Please help ! friend constantly flirting with my crush

sorry its long :-/
a friend sits with my crush in almost every lesson (because its alphabetical order) and even though she knows I love him shes started to really flirt with him . she says she likes another guy but I dont know weather to believe her :-( and he gave me a really long close hug when I was dared to hug him ,he hugged me instead and she said " hed hug anyone if he where dared too " and keeps trying to put me down . she doesnt understand how I feel about him as if its a joke , he knows I like him too but when we talk she always butts in . what should I do ?
shygirl3
Asked Mar 14, 2013
so what u need to do is ether tell your friend and ask her that if she can stop putting u down, in most cases your friend doesn't mean too but sometimes they actually mean to put u down, so ask her to stop and of she doesn't than tell a teacher and tell that your really putting u down and u already told her to stop. The other option is that try to talk to him without getting her butting, u need to ask him I can talk to him somewhere that she won't butt in and then tell him what u need to say and she does it u might want to ask can I talk with him alone plz and if see really a good friend she will do it so I hope this help and good luck with your crush!!!! ._. :) :( :-) :-( byeeee!!!!!
kawaiilover01
Answered Mar 15, 2013
Sorry to say... If he knows you like him and he's flirting with her, then maybe he's not interested in you, and you're in the way of them getting together. Maybe your friend could ask the same question. He's not the front seat of the car; neither of you can claim him.
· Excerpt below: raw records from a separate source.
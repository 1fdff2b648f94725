//! sw_install and sw_activate tool implementations.

use rmcp::{ErrorData as McpError, model::CallToolResult};
use volta_worker::{Event, Outcome, Worker};

use super::{dispatch_and_settle, json_result};
use crate::error::HostError;

/// Run install: pre-cache the manifest into the current partition.
pub async fn install_impl(worker: &Worker) -> Result<CallToolResult, McpError> {
    match dispatch_and_settle(worker, Event::Install).await? {
        (Outcome::Install(outcome), _) => json_result(&outcome),
        (other, _) => Err(HostError::UnexpectedOutcome(format!("{other:?}")).into()),
    }
}

/// Run activation: evict stale partitions and claim open windows.
pub async fn activate_impl(worker: &Worker) -> Result<CallToolResult, McpError> {
    match dispatch_and_settle(worker, Event::Activate).await? {
        (Outcome::Activate(outcome), _) => json_result(&outcome),
        (other, _) => Err(HostError::UnexpectedOutcome(format!("{other:?}")).into()),
    }
}

#[cfg(test)]
mod tests {
    use super::*;
    use crate::tools::test_support::{fixture, output};
    use wiremock::matchers::{method, path};
    use wiremock::{Mock, MockServer, ResponseTemplate};

    async fn serve_site(server: &MockServer) {
        for p in ["/", "/index.html", "/app.js"] {
            Mock::given(method("GET"))
                .and(path(p))
                .respond_with(ResponseTemplate::new(200).set_body_string(format!("asset {p}")))
                .mount(server)
                .await;
        }
    }

    #[tokio::test]
    async fn test_install_then_activate() {
        let server = MockServer::start().await;
        serve_site(&server).await;
        let f = fixture(&server, &["./", "./index.html", "./app.js"], false).await;
        f.cache.open_partition("test-v0").await.unwrap();

        let installed = output(&install_impl(&f.worker).await.unwrap());
        assert_eq!(installed["version_tag"], "test-v1");
        assert_eq!(installed["stored"].as_array().unwrap().len(), 3);
        assert_eq!(installed["skip_waiting"], true);

        let activated = output(&activate_impl(&f.worker).await.unwrap());
        assert_eq!(activated["evicted"], serde_json::json!(["test-v0"]));
        assert_eq!(f.cache.partition_names().await.unwrap(), vec!["test-v1"]);
    }

    #[tokio::test]
    async fn test_install_failure_is_tool_error() {
        let server = MockServer::start().await;
        serve_site(&server).await;
        let f = fixture(&server, &["./", "./missing.css"], false).await;

        let err = install_impl(&f.worker).await.unwrap_err();
        assert_eq!(err.code.0, -32007);
        assert!(f.cache.entries("test-v1").await.unwrap().is_empty());
    }

    #[tokio::test]
    async fn test_reinstall_after_activate_rejected() {
        let server = MockServer::start().await;
        serve_site(&server).await;
        let f = fixture(&server, &["./", "./index.html"], false).await;
        install_impl(&f.worker).await.unwrap();
        activate_impl(&f.worker).await.unwrap();

        let err = install_impl(&f.worker).await.unwrap_err();
        assert_eq!(err.code.0, -32602);
        assert_eq!(f.worker.state(), volta_worker::WorkerState::Activated);
    }

    #[tokio::test]
    async fn test_activate_before_install_rejected() {
        let server = MockServer::start().await;
        let f = fixture(&server, &[], false).await;
        assert!(activate_impl(&f.worker).await.is_err());
    }
}
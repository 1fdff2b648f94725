//! Request -> response entries inside a partition.
//!
//! Entries are immutable snapshots; a later `put` for the same request
//! replaces the whole row. Only GET requests are stored or matched.

use bytes::Bytes;
use tokio_rusqlite::{params, rusqlite};
use url::Url;

use super::connection::CacheDb;
use super::hash::compute_request_key;
use crate::Error;
use crate::http::{Headers, Request, Response};

/// A stored entry as listed by [`CacheDb::entries`].
#[derive(Debug, Clone)]
pub struct CachedEntry {
    pub method: String,
    pub url: String,
    pub stored_at: String,
    pub response: Response,
}

/// Row shape shared by every entry query.
struct EntryRow {
    key_hash: String,
    method: String,
    url: String,
    status: u16,
    status_text: String,
    headers_json: String,
    body: Vec<u8>,
    response_url: Option<String>,
    response_type: String,
    stored_at: String,
}

impl EntryRow {
    fn encode(request: &Request, response: &Response, stored_at: &str) -> Result<Self, Error> {
        let mut url = request.url.clone();
        url.set_fragment(None);
        Ok(Self {
            key_hash: compute_request_key(&request.method, &url),
            method: request.method.to_ascii_uppercase(),
            url: url.to_string(),
            status: response.status,
            status_text: response.status_text.clone(),
            headers_json: serde_json::to_string(&response.headers)?,
            body: response.body.to_vec(),
            response_url: response.url.as_ref().map(Url::to_string),
            response_type: response.response_type.as_str().to_string(),
            stored_at: stored_at.to_string(),
        })
    }

    fn read(row: &rusqlite::Row<'_>) -> rusqlite::Result<Self> {
        Ok(Self {
            key_hash: row.get(0)?,
            method: row.get(1)?,
            url: row.get(2)?,
            status: row.get(3)?,
            status_text: row.get(4)?,
            headers_json: row.get(5)?,
            body: row.get(6)?,
            response_url: row.get(7)?,
            response_type: row.get(8)?,
            stored_at: row.get(9)?,
        })
    }

    fn into_entry(self) -> Result<CachedEntry, Error> {
        let headers: Headers = serde_json::from_str(&self.headers_json)?;
        let url = self
            .response_url
            .as_deref()
            .map(Url::parse)
            .transpose()
            .map_err(|e| Error::CorruptEntry(format!("{}: {e}", self.key_hash)))?;

        Ok(CachedEntry {
            method: self.method,
            url: self.url,
            stored_at: self.stored_at,
            response: Response {
                status: self.status,
                status_text: self.status_text,
                headers,
                body: Bytes::from(self.body),
                url,
                response_type: self.response_type.parse()?,
            },
        })
    }
}

const SELECT_COLUMNS: &str = "SELECT key_hash, method, url, status, status_text, headers_json, body,
        response_url, response_type, stored_at FROM entries";

const UPSERT: &str = "INSERT INTO entries (
        partition, key_hash, method, url, status, status_text, headers_json, body,
        response_url, response_type, stored_at
    ) VALUES (?1, ?2, ?3, ?4, ?5, ?6, ?7, ?8, ?9, ?10, ?11)
    ON CONFLICT(partition, key_hash) DO UPDATE SET
        method = excluded.method,
        url = excluded.url,
        status = excluded.status,
        status_text = excluded.status_text,
        headers_json = excluded.headers_json,
        body = excluded.body,
        response_url = excluded.response_url,
        response_type = excluded.response_type,
        stored_at = excluded.stored_at";

fn upsert(conn: &rusqlite::Connection, partition: &str, row: &EntryRow) -> Result<(), Error> {
    conn.execute(
        "INSERT OR IGNORE INTO partitions (name, created_at) VALUES (?1, ?2)",
        params![partition, row.stored_at],
    )?;
    conn.execute(
        UPSERT,
        params![
            partition,
            row.key_hash,
            row.method,
            row.url,
            row.status,
            row.status_text,
            row.headers_json,
            row.body,
            row.response_url,
            row.response_type,
            row.stored_at,
        ],
    )?;
    Ok(())
}

impl CacheDb {
    /// Store a response for a request, opening the partition if needed.
    ///
    /// # Errors
    ///
    /// Returns `Error::InvalidInput` for non-GET requests.
    pub async fn put(&self, partition: &str, request: &Request, response: &Response) -> Result<(), Error> {
        let pair = [(request.clone(), response.clone())];
        self.put_all(partition, &pair).await
    }

    /// Store several entries in one transaction; either all land or none do.
    pub async fn put_all(&self, partition: &str, pairs: &[(Request, Response)]) -> Result<(), Error> {
        let stored_at = chrono::Utc::now().to_rfc3339();
        let rows = pairs
            .iter()
            .map(|(request, response)| {
                if !request.is_get() {
                    return Err(Error::InvalidInput(format!(
                        "only GET requests can be cached, got {} {}",
                        request.method, request.url
                    )));
                }
                EntryRow::encode(request, response, &stored_at)
            })
            .collect::<Result<Vec<_>, _>>()?;

        let partition = partition.to_string();
        self.conn
            .call(move |conn| -> Result<(), Error> {
                let tx = conn.transaction()?;
                for row in &rows {
                    upsert(&tx, &partition, row)?;
                }
                tx.commit()?;
                Ok(())
            })
            .await
            .map_err(Error::from)
    }

    /// Look up the response stored for `request` in one partition.
    ///
    /// Non-GET requests never match.
    pub async fn match_request(&self, partition: &str, request: &Request) -> Result<Option<Response>, Error> {
        if !request.is_get() {
            return Ok(None);
        }
        self.match_url(partition, &request.url).await
    }

    /// Look up the response stored for a GET of `url` in one partition.
    pub async fn match_url(&self, partition: &str, url: &Url) -> Result<Option<Response>, Error> {
        let partition = partition.to_string();
        let key_hash = compute_request_key("GET", url);
        let row = self
            .conn
            .call(move |conn| -> Result<Option<EntryRow>, Error> {
                let mut stmt = conn.prepare(&format!("{SELECT_COLUMNS} WHERE partition = ?1 AND key_hash = ?2"))?;
                match stmt.query_row(params![partition, key_hash], EntryRow::read) {
                    Ok(row) => Ok(Some(row)),
                    Err(rusqlite::Error::QueryReturnedNoRows) => Ok(None),
                    Err(e) => Err(e.into()),
                }
            })
            .await
            .map_err(Error::from)?;

        row.map(|r| r.into_entry().map(|entry| entry.response)).transpose()
    }

    /// Every entry in a partition, in insertion order.
    pub async fn entries(&self, partition: &str) -> Result<Vec<CachedEntry>, Error> {
        let partition = partition.to_string();
        let rows = self
            .conn
            .call(move |conn| -> Result<Vec<EntryRow>, Error> {
                let mut stmt = conn.prepare(&format!("{SELECT_COLUMNS} WHERE partition = ?1 ORDER BY rowid"))?;
                let rows = stmt
                    .query_map(params![partition], EntryRow::read)?
                    .collect::<Result<Vec<_>, _>>()?;
                Ok(rows)
            })
            .await
            .map_err(Error::from)?;

        rows.into_iter().map(EntryRow::into_entry).collect()
    }
}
Two things are clear: 1) your feelings are getting hurt, and 2) he has twice as many options as you do. So if you don't like the way you're being treated in this triangle and don't want to be an entree on his buffet, you have the power to remove yourself from it.

As for the friend... friends don't put each other down. You might want to have a conversation with her about the way she treats you. If the two of you can't an amicable agreement on how to treat each other that leaves you both feeling heard and respected, then you might want to rethink being in this friendship as well.